With hundreds of thousands of dollars currently on the books, county leaders are aggressively seeking ways to collect those back taxes, especially those in arrears on paying real property levies.
At their March 2 meeting, the Gates County Board of Commissioners approved the publishing of a listing of names (and amounts due) of the county’s property owners that are now delinquent on their 2010 real estate taxes. As of Feb. 28, there were 1,080 parcels of property from where the real estate tax had not been paid for 2010. The amount of unpaid tax, including interest, stood at $484,518.52.
Commissioner Johnny Hora asked if there was a state statute requiring older tax liens to be published as part of the newer list of names.
“I do not believe there is,” said county Tax Collector Renee McGinnis. “There are a handful of counties that do so as a collection tool.”
Hora said once the listing is published (in the Gates County Index), he would encourage all county citizens to take a look at it.
“If you see your neighbor’s name and they haven’t paid their taxes last year or as far back as say 2004, that needs to serve as a friendly reminder to make comments to your neighbor that it’s time to take some action,” Hora said.
“Embarrassment does work sometimes, but there are others who think (the tax listing) is their 15 minutes of fame,” McGinnis noted.
The board did approve the annual listing (advertisement) of the current year’s back taxes, as required by General State Statute. The publication date will be later this month.
Prior to the vote, Hora again asked if it were possible to publish multiple years of back taxes (other than just 2010) in the newspaper.
“We can put everything that’s owed (to us) in the paper if you like,” McGinnis responded. “What we’ve been doing in the past is publishing these names in a special insert, it’s cheaper that way. The price of that insert is based on the number of pages. I will see how much we need to expand (the insert’s page count) to include the previous years’ real property taxes.”
Hora said he would motion to advertise the delinquent (real property) taxes as far back as 2000 along with the current year (2010) tax liens. The board agreed, contingent upon ensuring that publishing tax liens from 2000-2009 is not in violation of any state statute. Hora’s motion was approved by a 5-0 vote.
Interest on taxes due on real property accrues the first of every month. The annual bill was due Jan. 4, interest began on Jan. 5 at two percent of the amount owed. After that, the interest rate builds by three-quarters of one percent each month.
In another tax related matter, McGinnis suggested using DataMax Interstate Credit Collection to help with directing unpaid taxes to the county coffers. She used 20 instances of at least four-year-old accounts that are delinquent on leasehold property (land owned by one party and the residence owned by another) as an example of what can be turned over to the collection agency. The unpaid taxes, with interest, on those 20 properties stood at $69,789.06 as of February of this year.

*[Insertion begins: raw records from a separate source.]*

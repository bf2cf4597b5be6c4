//! Repayment schedule generation and recalculation.
//!
//! Everything in this module is pure: no I/O, no shared state. Amounts are
//! `rust_decimal::Decimal` rounded to the currency minimum unit, with the
//! last installment absorbing any residual so that cumulative principal
//! equals the financed principal exactly.

pub mod calendar;
pub mod generator;
pub mod recalculation;
pub mod report;

use chrono::NaiveDate;
use rust_decimal::Decimal;
use serde::{Deserialize, Serialize};

use crate::types::{Money, Rate, DEFAULT_ROUNDING_SCALE};

pub use calendar::{add_periods, convert_term, derive_end_date, DurationUnit};
pub use generator::generate_schedule;
pub use recalculation::recalculate_after_partial_payment;

/// How often installments fall due.
#[derive(Debug, Clone, Copy, PartialEq, Eq, Hash, Serialize, Deserialize)]
#[serde(rename_all = "snake_case")]
pub enum PaymentFrequency {
    Monthly,
    Quarterly,
    Biannual,
    Annual,
}

impl PaymentFrequency {
    pub fn periods_per_year(self) -> u32 {
        match self {
            PaymentFrequency::Monthly => 12,
            PaymentFrequency::Quarterly => 4,
            PaymentFrequency::Biannual => 2,
            PaymentFrequency::Annual => 1,
        }
    }

    pub fn months_per_period(self) -> u32 {
        12 / self.periods_per_year()
    }

    /// Periodic rate from an annual percentage rate (12 → 0.01 monthly).
    pub fn periodic_rate(self, annual_rate_pct: Rate) -> Rate {
        annual_rate_pct / Decimal::ONE_HUNDRED / Decimal::from(self.periods_per_year())
    }
}

/// Amortization policy: how each installment splits into principal and interest.
#[derive(Debug, Clone, Copy, PartialEq, Eq, Hash, Serialize, Deserialize)]
#[serde(rename_all = "snake_case")]
pub enum AmortizationType {
    /// Level total payment (annuity).
    Constant,
    /// Level principal, declining total.
    Degressive,
    /// Level payment with a lump sum on the final installment.
    Balloon,
    /// Interest only, full principal at maturity.
    Bullet,
}

/// Terms a schedule is generated from.
#[derive(Debug, Clone, PartialEq, Serialize, Deserialize)]
pub struct ScheduleParams {
    pub principal: Money,
    /// Annual rate as a percentage (12 = 12%).
    pub annual_rate: Rate,
    /// Number of installments, grace period included.
    pub term: u32,
    /// Installment 1 falls due one period after this date.
    pub start_date: NaiveDate,
    pub frequency: PaymentFrequency,
    pub amortization_type: AmortizationType,
    /// Leading interest-only installments.
    #[serde(default, skip_serializing_if = "Option::is_none")]
    pub grace_period: Option<u32>,
    /// Lump sum due on the final installment of a balloon schedule.
    #[serde(default, skip_serializing_if = "Option::is_none")]
    pub balloon_payment: Option<Money>,
    /// Decimal places of the currency minimum unit.
    #[serde(default = "default_rounding_scale")]
    pub rounding_scale: u32,
}

fn default_rounding_scale() -> u32 {
    DEFAULT_ROUNDING_SCALE
}

impl ScheduleParams {
    pub fn periodic_rate(&self) -> Rate {
        self.frequency.periodic_rate(self.annual_rate)
    }

    pub fn grace(&self) -> u32 {
        self.grace_period.unwrap_or(0)
    }

    /// The policy actually applied: balloon without a balloon amount is constant.
    pub fn effective_amortization(&self) -> AmortizationType {
        match (self.amortization_type, self.balloon_payment) {
            (AmortizationType::Balloon, None) => AmortizationType::Constant,
            (policy, _) => policy,
        }
    }
}

/// One generated installment.
#[derive(Debug, Clone, PartialEq, Eq, Serialize, Deserialize)]
pub struct Installment {
    pub installment_number: u32,
    pub due_date: NaiveDate,
    pub principal_amount: Money,
    pub interest_amount: Money,
    pub total_amount: Money,
    /// Outstanding principal once this installment is settled.
    pub remaining_balance: Money,
}

/// Aggregate view over a schedule.
#[derive(Debug, Clone, PartialEq, Eq, Serialize, Deserialize)]
pub struct ScheduleSummary {
    pub installment_count: usize,
    pub total_principal: Money,
    pub total_interest: Money,
    pub total_payable: Money,
    pub first_due_date: Option<NaiveDate>,
    pub last_due_date: Option<NaiveDate>,
}

pub fn summarize(schedule: &[Installment]) -> ScheduleSummary {
    ScheduleSummary {
        installment_count: schedule.len(),
        total_principal: schedule.iter().map(|i| i.principal_amount).sum(),
        total_interest: schedule.iter().map(|i| i.interest_amount).sum(),
        total_payable: schedule.iter().map(|i| i.total_amount).sum(),
        first_due_date: schedule.first().map(|i| i.due_date),
        last_due_date: schedule.last().map(|i| i.due_date),
    }
}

“We have looked at other means to collect these taxes and there’s nothing there; our only other recourse is to use a collection agency,” McGinnis said. “They (DataMax) have two methods (of being paid for their services); one is a contingency rate of 25 percent that is payable upon collection…if they do not collect anything then they do not receive anything, or they use a flat (collection) fee, sending letters to those owning the tax at a fee per letter mailed.”
“I feel the contingency rate is the way to go on this,” Commissioner Henry Jordan said. “Even if we give them 25 percent and we collect 75 percent, that’s more than nothing. Plus if they don’t collect, we don’t have to pay them for their performance.”
McGinnis noted that one final letter would be sent to these delinquent taxpayers, informing them that this matter will be turned over to a collection agency if the taxes are not paid (or a payment plan set up) within 30 days.
“This sends a message out that we’re getting serious about collecting taxes due to the county,” Hora said.
“I agree,” Commissioner Jack Owens stated. “The more we talk about this, the more that’s printed in the newspaper about this, then the more informed our citizens will become.”
Jordan motioned for the county to enter into a contract with DataMax and turn over these four-year and older delinquent accounts to the agency for collection on a contingency basis, pending review of the contract by the county manager and county attorney. Hora offered a second and the motion passed without objection.
McGinnis also reminded the commissioners that they needed to open as the Board of Equalization and Review. She said the board’s two newest members – Hora and Owens – would perhaps be in need of a workshop concerning that duty as presented by the NC Department of Revenue.
The commissioners approved the dates of April 26 through May 16 as the time frame (1-4 p.m.) to take appointments to hear citizens’ concerns over property tax issues as the Board of Equalization and Review.